In summation, the hypothesis that a 0.75 mm punch produces less scarring in FUE is null. It was a good theory and this is why I introduced it in the first place way back in 2003. Unfortunately, the theory is worthless except as a marketing tool for a practice that has trouble attracting patients due few results despite over 4 years of performing FUE or for a physician new to hair transplant surgery, thereby lacking a strong track history of hair transplant results. It is also a valuable marketing tool for a clinic that is run by business men rather than physicians. Such clinics hire physicians as independent contractors, which is fine provided the physician is ethical and capable. Unfortunately, you never know who is doing the work because the good physicians eventually leave to form their own practices and have no need for a salesman. These clinics do not promote the physician by name because doing so jeopardizes their asset should the physician have aesthetic skills. When the physician leaves to form his own practice, the clinic wants you to think it was the clinic that produced the results rather than the physician. The replacement physician is often not as good and thus the results deteriorate, but not until the clinic churns out a few more hair transplant victims.

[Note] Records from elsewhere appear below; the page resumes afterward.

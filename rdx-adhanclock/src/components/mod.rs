//! Contains the building blocks that react to the passing of time.
//!
//! The `AdhanEngine` feeds every tick through these components alongside the
//! scheduler.

pub(crate) mod day_watcher;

Given that the hair transplant industry in general has produced over 50 years of poor aesthetic hair transplant results, I can understand that many patients want to believe that smaller is better in the case of FUE. No one understands this better than me because I spend approximately 50% of my time repairing patients who have run out of options in mainstream hair transplant surgery. Generally, by the time many of these repair cases get to my office, they have exhausted all other options and have limited donor resources despite a tremendous amount of hope. In order to overcome these obstacles, I have invented many procedures and instruments out of necessity. The work I do is equivalent to remolding a kitchen but having to re-use the same boards, drywall, and nails because no other supplies are available. Such work requires ingenuity and out of the box thinking. One instrument that I introduced to hair transplant surgery purely for aesthetic reasons was the 0.75 mm punch. Unfortunately, it is a tool that has limited applicability that carries far more risk than reward. It is also a tool that long term offers no aesthetic advantage to the donor area and far less growing hair in the recipient area.